Assignment:
Each record below must be written out exactly as given.

Collected data:
::::::
//! A strategy which makes purely random moves

use board::{Board, Color, GameConfig, Move};
use players::{candidate_moves, Strategy};
use rand::{seq::SliceRandom, RngCore};
use rules::GameStatus;

/// Picks uniformly at random from every move available
#[derive(Clone, Copy, Debug, Default)]
pub struct RandomStrategy;

impl RandomStrategy {
    pub const NAME: &'static str = "random";
}

impl Strategy for RandomStrategy {
    fn name(&self) -> &str {
        Self::NAME
    }

    fn choose_move(
        &self,
        config: GameConfig,
        board: &Board,
        side_to_move: Color,
        status: GameStatus,
        rng: &mut dyn RngCore,
    ) -> rules::Result<Option<Move>> {
        let moves = candidate_moves(board, side_to_move, status, config.random_move_capacity())?;
        Ok(moves.choose(rng).copied())
    }
}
::::::
Your response:
//! A strategy which makes purely random moves

use board::{Board, Color, GameConfig, Move};
use players::{candidate_moves, Strategy};
use rand::{seq::SliceRandom, RngCore};
use rules::GameStatus;

/// Picks uniformly at random from every move available
#[derive(Clone, Copy, Debug, Default)]
pub struct RandomStrategy;

impl RandomStrategy {
    pub const NAME: &'static str = "random";
}

impl Strategy for RandomStrategy {
    fn name(&self) -> &str {
        Self::NAME
    }

    fn choose_move(
        &self,
        config: GameConfig,
        board: &Board,
        side_to_move: Color,
        status: GameStatus,
        rng: &mut dyn RngCore,
    ) -> rules::Result<Option<Move>> {
        let moves = candidate_moves(board, side_to_move, status, config.random_move_capacity())?;
        Ok(moves.choose(rng).copied())
    }
}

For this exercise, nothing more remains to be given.